Fig. 5. DLBCL cells with genetic alterations in EP300 and CREBBP are sensitive to a HAT domain inhibitor.

A Somatic mutations in CREBBP and EP300 identified in a previously described DLBCL cohort, RC-K8 cells and other cell lines included by a previous CRISPR screen or tested by A-485 in this study. B Ranking of CRISPR scores of CREBBP and EP300 from different datasets. The middle boxes represent the middle 50% of values for each group with a midline as the median value. The bars outside the boxes represent the 1.5 interquartile ranges outside of the boxes. C Cell viability tests of targeted inhibition of the BRD domain by the small molecule SGC-CBP30 and the HAT domain by A-485. Error bars: SD (n = 3 replicates). The three HAT-mutant cell lines displayed higher sensitivity to A-485 than the cell lines (OCILY3 and U2932) with wild-type HATs, with RC-K8 cells exhibiting the lowest IC₅₀ value. Mut: mutation; Tx: translocation; WT: wild-type.
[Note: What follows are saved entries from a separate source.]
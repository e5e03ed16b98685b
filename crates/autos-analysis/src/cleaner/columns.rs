//! Removal of low-value columns.

use crate::config::ColumnDropMode;
use crate::error::Result;
use crate::schema::column_names;
use polars::prelude::*;
use serde::{Deserialize, Serialize};
use tracing::{debug, info};

/// Outcome of dropping a set of columns.
#[derive(Debug, Clone, PartialEq, Eq, Serialize, Deserialize)]
pub struct DroppedColumns {
    pub mode: ColumnDropMode,
    /// Requested columns present in the table
    pub dropped: Vec<String>,
    /// Requested columns the table does not have
    pub missing: Vec<String>,
}

impl DroppedColumns {
    /// Whether the working table lost the dropped columns.
    pub fn removed_from_table(&self) -> bool {
        self.mode == ColumnDropMode::Remove && !self.dropped.is_empty()
    }
}

/// Drop `columns` from a copy of `df` according to `mode`.
///
/// In [`ColumnDropMode::Advisory`] the returned table keeps every column and
/// only the report records the drop.
pub fn drop_columns(
    df: &DataFrame,
    columns: &[String],
    mode: ColumnDropMode,
) -> Result<(DataFrame, DroppedColumns)> {
    let present = column_names(df);
    let (dropped, missing): (Vec<String>, Vec<String>) = columns
        .iter()
        .cloned()
        .partition(|c| present.contains(c));

    if !missing.is_empty() {
        debug!("Columns marked for dropping but absent: {:?}", missing);
    }

    let table = match mode {
        ColumnDropMode::Remove if !dropped.is_empty() => {
            let cols_ref: Vec<PlSmallStr> = dropped.iter().map(|s| s.as_str().into()).collect();
            info!("Removing {} low-value columns: {:?}", dropped.len(), dropped);
            df.drop_many(cols_ref)
        }
        ColumnDropMode::Remove => df.clone(),
        ColumnDropMode::Advisory => {
            info!(
                "Marked {} low-value columns as dropped (advisory, table unchanged): {:?}",
                dropped.len(),
                dropped
            );
            df.clone()
        }
    };

    Ok((
        table,
        DroppedColumns {
            mode,
            dropped,
            missing,
        },
    ))
}

#[cfg(test)]
mod tests {
    use super::*;

    fn table() -> DataFrame {
        df!(
            "seller" => &["privat", "privat"],
            "offer_type" => &["Angebot", "Angebot"],
            "price" => &[100i64, 200],
        )
        .unwrap()
    }

    fn drop_set() -> Vec<String> {
        vec![
            "seller".to_string(),
            "offer_type".to_string(),
            "num_photos".to_string(),
        ]
    }

    #[test]
    fn test_advisory_keeps_columns() {
        let (df, outcome) = drop_columns(&table(), &drop_set(), ColumnDropMode::Advisory).unwrap();
        assert_eq!(df.width(), 3);
        assert_eq!(outcome.dropped, vec!["seller", "offer_type"]);
        assert_eq!(outcome.missing, vec!["num_photos"]);
        assert!(!outcome.removed_from_table());
    }

    #[test]
    fn test_remove_drops_columns() {
        let (df, outcome) = drop_columns(&table(), &drop_set(), ColumnDropMode::Remove).unwrap();
        assert_eq!(column_names(&df), vec!["price"]);
        assert!(outcome.removed_from_table());
    }

    #[test]
    fn test_remove_with_nothing_present() {
        let df = df!("price" => &[1i64]).unwrap();
        let (df, outcome) = drop_columns(&df, &drop_set(), ColumnDropMode::Remove).unwrap();
        assert_eq!(df.width(), 1);
        assert!(outcome.dropped.is_empty());
        assert!(!outcome.removed_from_table());
    }
}
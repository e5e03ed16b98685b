//! Schema normalization.
//!
//! Column labels change, values never do. Every operation here returns a
//! new table and leaves its input untouched.

mod naming;

pub use naming::{COLUMN_OVERRIDES, normalize_name, to_snake_case};

use crate::error::SchemaError;
use polars::prelude::*;
use serde::{Deserialize, Serialize};
use std::collections::HashMap;
use tracing::{debug, warn};

/// One source column and the name it received.
#[derive(Debug, Clone, PartialEq, Eq, Serialize, Deserialize)]
pub struct ColumnRename {
    pub original: String,
    pub normalized: String,
}

impl ColumnRename {
    /// Whether the name actually changed.
    pub fn is_changed(&self) -> bool {
        self.original != self.normalized
    }
}

/// Normalize an ordered list of column names.
///
/// The output has the same length and order as the input.
///
/// # Errors
///
/// [`SchemaError::EmptyName`] for blank names, [`SchemaError::Collision`]
/// when two distinct inputs map to the same output.
pub fn normalize_column_names<S: AsRef<str>>(
    names: &[S],
) -> Result<Vec<ColumnRename>, SchemaError> {
    let mut seen: HashMap<String, String> = HashMap::with_capacity(names.len());
    let mut renames = Vec::with_capacity(names.len());

    for (position, name) in names.iter().enumerate() {
        let original = name.as_ref();
        if original.trim().is_empty() {
            return Err(SchemaError::EmptyName(position));
        }

        let normalized = normalize_name(original);
        if let Some(first) = seen.get(&normalized) {
            return Err(SchemaError::Collision {
                first: first.clone(),
                second: original.to_string(),
                normalized,
            });
        }
        seen.insert(normalized.clone(), original.to_string());

        renames.push(ColumnRename {
            original: original.to_string(),
            normalized,
        });
    }

    Ok(renames)
}

/// Return a copy of `df` with normalized column names, plus the mapping used.
pub fn normalize_table(df: &DataFrame) -> crate::error::Result<(DataFrame, Vec<ColumnRename>)> {
    let names = column_names(df);
    let renames = normalize_column_names(&names)?;

    let mut normalized = df.clone();
    normalized.set_column_names(renames.iter().map(|r| r.normalized.as_str()))?;

    let changed = renames.iter().filter(|r| r.is_changed()).count();
    debug!("Normalized {} of {} column names", changed, renames.len());

    Ok((normalized, renames))
}

/// Apply explicit (from, to) renames to a copy of `df`.
///
/// Renames whose source column is absent are skipped with a warning.
/// Returns the renames that were applied.
pub fn rename_columns(
    df: &DataFrame,
    renames: &[(String, String)],
) -> crate::error::Result<(DataFrame, Vec<ColumnRename>)> {
    let mut renamed = df.clone();
    let mut applied = Vec::new();

    for (from, to) in renames {
        if from == to {
            continue;
        }
        let names = column_names(&renamed);
        if !names.iter().any(|n| n == from) {
            warn!("Cannot rename '{}' to '{}': column not present", from, to);
            continue;
        }
        if names.iter().any(|n| n == to) {
            return Err(SchemaError::Collision {
                first: from.clone(),
                second: to.clone(),
                normalized: to.clone(),
            }
            .into());
        }

        renamed.rename(from, to.as_str().into())?;
        debug!("Renamed column '{}' to '{}'", from, to);
        applied.push(ColumnRename {
            original: from.clone(),
            normalized: to.clone(),
        });
    }

    Ok((renamed, applied))
}

/// Fail with [`SchemaError::MissingColumn`] for the first absent column.
pub fn require_columns<S: AsRef<str>>(df: &DataFrame, required: &[S]) -> Result<(), SchemaError> {
    let names = column_names(df);
    for column in required {
        let column = column.as_ref();
        if !names.iter().any(|n| n == column) {
            return Err(SchemaError::MissingColumn(column.to_string()));
        }
    }
    Ok(())
}

/// Column names of a table as owned strings.
pub fn column_names(df: &DataFrame) -> Vec<String> {
    df.get_column_names()
        .into_iter()
        .map(|s| s.to_string())
        .collect()
}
D Potential mechanism of HAT inhibition in HAT-deficient cells: haploinsufficiency of CREBBP or EP300 promotes lymphomagenesis via dysregulation of BCL6 and TP53; the deficiency develops dependency on the remaining HAT function simultaneously. Targeted inhibition of HAT could cause synthetic lethality through abrogation of MYC.